機嫌の悪そうな海の態度に隊士たちは苦笑いを返すだけで誰も文句は言わない。昨日に海が酒を飲んでいたことを知っているし、今現在、彼の周りをちょこちょこと動き回る子供が原因だということを誰もが理解したからだった。
「海さん」
食堂に入って適当に椅子に座ったところで声をかけられる。声のした方へと気だるげに振り返ると、眠そうに目を擦っている総悟がいた。
『おはよう、総悟』
「おはようございやす。今日は一段と不機嫌そうですねェ」
『二日酔いが少し酷くてな』
「そんなに近藤さんと飲んだんですかィ?」
『酒瓶、二本くらいしか開けてないんだけどな』
近藤が来た時には既に一本飲み干していた。もう一本は近藤と共に飲んだから半分くらいしか飲んでいないはず。お猪口で飲んでいたからそんなに飲むスピードは早くなかった。
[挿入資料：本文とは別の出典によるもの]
//! TrustTunnel manager - main entry point
//!
//! Reads `manager.conf`, picks the auth mode, resolves the router's auth
//! endpoint if router-delegated auth is active, and serves the management API
//! until Ctrl+C or SIGTERM.

use clap::Parser;
use std::path::PathBuf;
use std::sync::Arc;
use tracing::{info, warn};
use trusttunnel_manager::{
    config::DEFAULT_CONFIG_PATH,
    logging::{init_logging, LogConfig},
    ApiServer, AuthGateway, Result, ServerConfig,
};

/// TrustTunnel manager configuration
#[derive(Parser, Debug)]
#[command(name = "trusttunnel-manager")]
#[command(about = "Local management API for the TrustTunnel VPN client")]
#[command(version = env!("CARGO_PKG_VERSION"))]
struct Cli {
    /// Listen address (`host:port` or `:port`), overrides LISTEN_ADDR
    #[arg(long)]
    addr: Option<String>,

    /// Manager config file
    #[arg(long, env = "TT_CONFIG", default_value = DEFAULT_CONFIG_PATH)]
    config: PathBuf,

    /// Enable debug logging
    #[arg(long)]
    debug: bool,

    /// Log as JSON lines
    #[arg(long)]
    log_json: bool,

    /// Also write logs to this file (rotated daily)
    #[arg(long, env = "TT_LOG_FILE")]
    log_file: Option<PathBuf>,
}

impl Cli {
    fn log_config(&self) -> LogConfig {
        LogConfig {
            debug: self.debug,
            json: self.log_json,
            file_path: self.log_file.clone(),
            ..Default::default()
        }
    }
}

#[tokio::main]
async fn main() -> Result<()> {
    let cli = Cli::parse();
    let _log_guard = init_logging(cli.log_config())?;

    info!(
        version = env!("CARGO_PKG_VERSION"),
        config = %cli.config.display(),
        "Starting TrustTunnel manager"
    );

    let mut config = ServerConfig::load(&cli.config)?;
    if let Some(addr) = cli.addr {
        config.listen_addr = addr;
    }
    let addr = config.socket_addr()?;
    let auth = config.auth_configuration()?;

    let gateway = Arc::new(AuthGateway::from_config(&auth).await?);
    if gateway.router_target_degraded() {
        warn!(
            router = gateway.router_url().unwrap_or_default(),
            "Router address discovery failed, router logins may not work"
        );
    }
    ApiServer::new(addr, gateway.clone())
        .serve(shutdown_signal())
        .await?;

    gateway.shutdown().await;
    info!("Shutdown complete");
    Ok(())
}

async fn shutdown_signal() {
    let ctrl_c = async {
        if let Err(e) = tokio::signal::ctrl_c().await {
            warn!("Failed to listen for Ctrl+C: {e}");
            std::future::pending::<()>().await;
        }
    };

    #[cfg(unix)]
    let terminate = async {
        match tokio::signal::unix::signal(tokio::signal::unix::SignalKind::terminate()) {
            Ok(mut signal) => {
                signal.recv().await;
            }
            Err(e) => {
                warn!("Failed to listen for SIGTERM: {e}");
                std::future::pending::<()>().await;
            }
        }
    };

    #[cfg(not(unix))]
    let terminate = std::future::pending::<()>();

    tokio::select! {
        _ = ctrl_c => {},
        _ = terminate => {},
    }
    info!("Shutting down...");
}
//! Logging setup
//!
//! Compact or JSON output to stderr, optionally mirrored to a daily-rotated
//! file through a non-blocking writer. `RUST_LOG` applies unless `debug` is
//! set, which forces `debug` everywhere.

use crate::error::Result;
use anyhow::Context;
use std::path::PathBuf;
use tracing::Level;
use tracing_appender::non_blocking::WorkerGuard;
use tracing_subscriber::{
    fmt::{self, MakeWriter},
    layer::SubscriberExt,
    util::SubscriberInitExt,
    EnvFilter, Layer, Registry,
};

type BoxedLayer = Box<dyn Layer<Registry> + Send + Sync + 'static>;

/// Logging configuration
#[derive(Debug, Clone)]
pub struct LogConfig {
    /// Default level when `RUST_LOG` is unset
    pub level: Level,

    /// Force `debug` regardless of `RUST_LOG`
    pub debug: bool,

    /// JSON lines instead of compact text
    pub json: bool,

    /// Log to stderr
    pub stderr: bool,

    /// Also log to this file, rotated daily
    pub file_path: Option<PathBuf>,
}

impl Default for LogConfig {
    fn default() -> Self {
        Self {
            level: Level::INFO,
            debug: false,
            json: false,
            stderr: true,
            file_path: None,
        }
    }
}

impl LogConfig {
    pub fn filter(&self) -> EnvFilter {
        if self.debug {
            EnvFilter::new("debug")
        } else {
            EnvFilter::builder()
                .with_default_directive(self.level.into())
                .from_env_lossy()
        }
    }
}

/// Install the global subscriber.
///
/// Keep the returned guard alive for the life of the process, or buffered
/// file output is lost.
pub fn init_logging(config: LogConfig) -> Result<Option<WorkerGuard>> {
    let mut layers: Vec<BoxedLayer> = Vec::new();
    let mut guard = None;

    if config.stderr {
        layers.push(fmt_layer(std::io::stderr, config.json, true));
    }

    if let Some(file_path) = &config.file_path {
        let directory = file_path
            .parent()
            .filter(|p| !p.as_os_str().is_empty())
            .unwrap_or_else(|| std::path::Path::new("."));
        std::fs::create_dir_all(directory)?;

        let file_name = file_path
            .file_name()
            .unwrap_or_else(|| std::ffi::OsStr::new("trusttunnel-manager.log"));
        let appender = tracing_appender::rolling::daily(directory, file_name);
        let (writer, file_guard) = tracing_appender::non_blocking(appender);
        layers.push(fmt_layer(writer, config.json, false));
        guard = Some(file_guard);
    }

    tracing_subscriber::registry()
        .with(layers)
        .with(config.filter())
        .try_init()
        .context("failed to install logger")?;

    Ok(guard)
}

fn fmt_layer<W>(writer: W, json: bool, ansi: bool) -> BoxedLayer
where
    W: for<'w> MakeWriter<'w> + Send + Sync + 'static,
{
    if json {
        fmt::layer()
            .json()
            .with_writer(writer)
            .with_ansi(false)
            .boxed()
    } else {
        fmt::layer()
            .compact()
            .with_writer(writer)
            .with_ansi(ansi)
            .boxed()
    }
}

#[cfg(test)]
mod tests {
    use super::*;
    use serial_test::serial;
    use tracing_subscriber::filter::LevelFilter;

    #[test]
    #[serial]
    fn test_debug_flag_overrides_env() {
        temp_env::with_var("RUST_LOG", Some("error"), || {
            let config = LogConfig {
                debug: true,
                ..Default::default()
            };
            assert_eq!(config.filter().max_level_hint(), Some(LevelFilter::DEBUG));
        });
    }

    #[test]
    #[serial]
    fn test_rust_log_wins_over_default_level() {
        temp_env::with_var("RUST_LOG", Some("warn"), || {
            let config = LogConfig::default();
            assert_eq!(config.filter().max_level_hint(), Some(LevelFilter::WARN));
        });
    }

    #[test]
    #[serial]
    fn test_second_install_fails() {
        let quiet = || LogConfig {
            stderr: false,
            ..Default::default()
        };
        // The first call may lose to another test that already installed one
        let _ = init_logging(quiet());

        let err = init_logging(quiet()).unwrap_err();
        assert!(matches!(err, crate::error::ManagerError::Generic(_)), "{err:?}");
        assert_eq!(err.sanitized_message(), "Internal error occurred");
    }

    #[test]
    #[serial]
    fn test_default_level() {
        temp_env::with_var_unset("RUST_LOG", || {
            let config = LogConfig::default();
            assert_eq!(config.filter().max_level_hint(), Some(LevelFilter::INFO));
        });
    }
}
「疲れてたから酔いが酷くなったんじゃありやせんか?」
『はぁ……久しぶりに飲むとこうなっから嫌なんだよな』
「飲まなきゃいいのでは?」
『飲まないとやってられない時があんだよ』
「へぇ……大人ってのは大変ですねェ」
子供にはわからない気持ちです。と総悟に笑われ、海は拗ねたように顔を逸らした。
逸らした先には朔夜がいて、じっと何かを見つめている。
『飯食いに来たんだろ?好きなもん作ってもらえよ』
まだ自分は食べる気にならない。ぐぅ、と情けない音を鳴らしている朔夜に行ってこいと声をかけたが、中々動き出さない足。
「好きなもの……ですか?」
『食いたいものあるだろ?』
欠伸を噛み殺しながら言う海に朔夜は頭を捻った。
「食べたいもの……」
『……好き嫌いあんのか?』
「ない、です」
『あっそ』
朔夜の返答に素っ気ない返事をし、海は椅子から立ち上がる。朔夜をその場に残したまま食堂のおばさんの元へと行った。
『おはよう、おばさん』
「あら、海くん!おはよう。今日はいつもより遅いのね」
『二日酔いが酷くてさっきまで寝てたんです』
「あら、珍しいじゃない」
隊士たちのご飯を作っているおばさんに声をかければ、にこやかに挨拶を返された。一言二言話をしてからおばさんに朝食を頼んだ。
「弟くんの分?」
『聞いたんですか?』
「局長さんからね。屯所に子供がいるけど気にしないで欲しいって言われたのよ」
『そう……』
こんな所まで近藤に気を遣われていたとは露知らず、海は知らずうちに近藤にされていた配慮に嬉しさと恥ずかしさの混じった顔ではにかんだ。